Mixing the mundane and the mystical (unexplained recurring motifs, reports of “wild men” living in the forest, etc.) against a backdrop of mountainsides and crumbled concrete, Kaili Blues plays freely with reality and time, bringing to mind the work of Apichatpong Weerasethakul. Bi, part of China’s Miao ethnic minority, seems to have taken Weerasethakul as an example; the Thai filmmaker’s influence is all over Kaili Blues, and its imagery is as personal and culturally specific as Weerasethakul’s. Chen spends almost the entire movie looking for someone or something: for his nephew, Wei Wei (Luo Feiyang); for a man named Airen, to fulfill a promise for an elderly colleague (Zhao Daqing); for musicians who can play the lusheng, a Miao folk instrument; for a way across a river.
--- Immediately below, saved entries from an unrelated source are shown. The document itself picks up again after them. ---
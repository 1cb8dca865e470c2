//! Kata renderer
//!
//! HTML plumbing shared by the editor and the previews: a lossless tokenizer
//! for author HTML, anchor hardening, and the summary and full-page previews.

pub mod html;
pub mod links;
pub mod preview;

pub use html::{
    Attribute, StartTag, Token, TokenKind, Tokenizer, decode_entities, is_void_element,
    text_content,
};
pub use links::{SAFE_REL, SAFE_TARGET, apply_safe_link_attrs, harden_links, write_start_tag};
pub use preview::{
    SummaryPreview, render_problem_html, truncate_chars, write_problem_fmt, write_summary_fmt,
};
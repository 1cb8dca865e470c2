//! Action execution for statement editors.

use crate::actions::{EditorAction, KeyCombo, KeybindingConfig, KeydownResult};
use crate::editor::RichTextEditor;
use crate::surface::{InlineMark, RichTextSurface};

/// Execute an editor action.
///
/// This is the central dispatch point for all editor operations.
/// Returns true if the HTML changed or the link dialog opened.
pub fn execute_action<S: RichTextSurface>(
    editor: &mut RichTextEditor<S>,
    action: &EditorAction,
) -> bool {
    match action {
        EditorAction::Insert { text } => editor.insert_text(text),
        EditorAction::InsertLineBreak => editor.insert_line_break(),
        EditorAction::InsertParagraph => editor.insert_paragraph(),
        EditorAction::DeleteBackward => editor.delete_backward(),
        EditorAction::DeleteForward => editor.delete_forward(),
        EditorAction::Undo => editor.undo(),
        EditorAction::Redo => editor.redo(),
        EditorAction::ToggleBold => editor.toggle_inline(InlineMark::Bold),
        EditorAction::ToggleItalic => editor.toggle_inline(InlineMark::Italic),
        EditorAction::ToggleUnderline => editor.toggle_inline(InlineMark::Underline),
        EditorAction::InsertVariable => editor.insert_variable(),
        EditorAction::SetBlockFormat(format) => editor.set_block_format(*format),
        EditorAction::ToggleList(kind) => editor.toggle_list(*kind),
        EditorAction::OpenLinkDialog => editor.open_link_dialog(),
        EditorAction::Select(selection) => {
            editor.select(*selection);
            false
        }
        EditorAction::SelectAll => {
            editor.select_all();
            false
        }
    }
}

/// Handle a keydown event using the keybinding configuration.
///
/// Plain character input is left to the host's text input path.
pub fn handle_keydown<S: RichTextSurface>(
    editor: &mut RichTextEditor<S>,
    config: &KeybindingConfig,
    combo: &KeyCombo,
) -> KeydownResult {
    if let Some(action) = config.lookup(combo) {
        execute_action(editor, action);
        return KeydownResult::Handled;
    }

    if combo.key.is_navigation() || combo.key.is_modifier() {
        return KeydownResult::PassThrough;
    }

    KeydownResult::NotHandled
}

#[cfg(test)]
mod tests {
    use super::*;
    use crate::actions::{Key, Modifiers};
    use crate::block::BlockSurface;
    use crate::surface::BlockFormat;
    use crate::types::Selection;
    use kata_common::{EditMode, EditorConfig, Statement};

    fn editor(html: &str) -> RichTextEditor<BlockSurface> {
        RichTextEditor::new(
            BlockSurface::new(),
            &Statement {
                edit_mode: EditMode::Rich,
                content_html: html.to_string(),
            },
            &EditorConfig::default(),
        )
    }

    #[test]
    fn test_dispatch_sequence() {
        let mut ed = editor("<p>Two sum</p>");
        let actions = [
            EditorAction::Select(Selection::new(0, 3)),
            EditorAction::ToggleBold,
            EditorAction::SetBlockFormat(BlockFormat::Heading2),
            EditorAction::Select(Selection::collapsed(7)),
            EditorAction::InsertParagraph,
            EditorAction::Insert {
                text: "Find ".to_string(),
            },
            EditorAction::InsertVariable,
        ];
        for action in &actions {
            execute_action(&mut ed, action);
        }
        insta::assert_snapshot!(ed.html(), @"<h2><b>Two</b> sum</h2><p>Find <code>x</code></p>");
    }

    #[test]
    fn test_keydown_routing() {
        let mut ed = editor("<p>abc</p>");
        let config = KeybindingConfig::default_for_platform(false);

        let select_all = KeyCombo::primary(Key::character("a"), false);
        assert_eq!(handle_keydown(&mut ed, &config, &select_all), KeydownResult::Handled);
        let italic = KeyCombo::with_modifiers(Key::character("i"), Modifiers::CTRL);
        assert_eq!(handle_keydown(&mut ed, &config, &italic), KeydownResult::Handled);
        assert_eq!(ed.html(), "<p><i>abc</i></p>");

        let left = KeyCombo::new(Key::ArrowLeft);
        assert_eq!(handle_keydown(&mut ed, &config, &left), KeydownResult::PassThrough);
        let typed = KeyCombo::new(Key::character("q"));
        assert_eq!(handle_keydown(&mut ed, &config, &typed), KeydownResult::NotHandled);
    }
}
Bi is a poet as well as a filmmaker, and some of his verse is in the film. He treats almost every shot as an opportunity to further develop the movie’s plainspoken lyrical vocabulary, in which disco balls and side-view mirrors take on metaphorical significance and water stands in for time. In one of Kaili Blues’ many cryptic camera movements, the frame traces a V shape across a dank cellar, panning from a discussion of a murder to a glass of spilled water on the ground to a fight already in progress between Chen and some local toughs. Everywhere there are clocks and trains, symbols of predictability and time, and of journeys executed on a closed circuit. Presumably, this is the journey of a mind haunted by loss, abandonment, and regret. It wouldn’t come as a shock if any given scene were revealed to be a dream sequence; it’s a sign of serious poetic temperament that none of them are.
Every place, person, and thing in Kaili Blues seems to be coming from the same subconscious, mapped in circular movements and detours that build to Bi’s pièce de résistance: a 41-minute unbroken shot that follows Chen on an odyssey through a village, on foot and hired motorbike, pausing for a haircut, a trip to the tailor, a public music performance, and assorted encounters with locals who seem to be refractions of the ex-con’s past or doubles of people he’s known. The sequence, which takes up over a third of the movie, doesn’t look a lick like the rest of Kaili Blues and is as maddeningly ambitious—orchestrated with breathtaking changes in direction and a community’s worth of nonprofessional actors—as it is technically imperfect. Perhaps an older filmmaker would be less reckless. Bi, after all, is still in his mid-20s.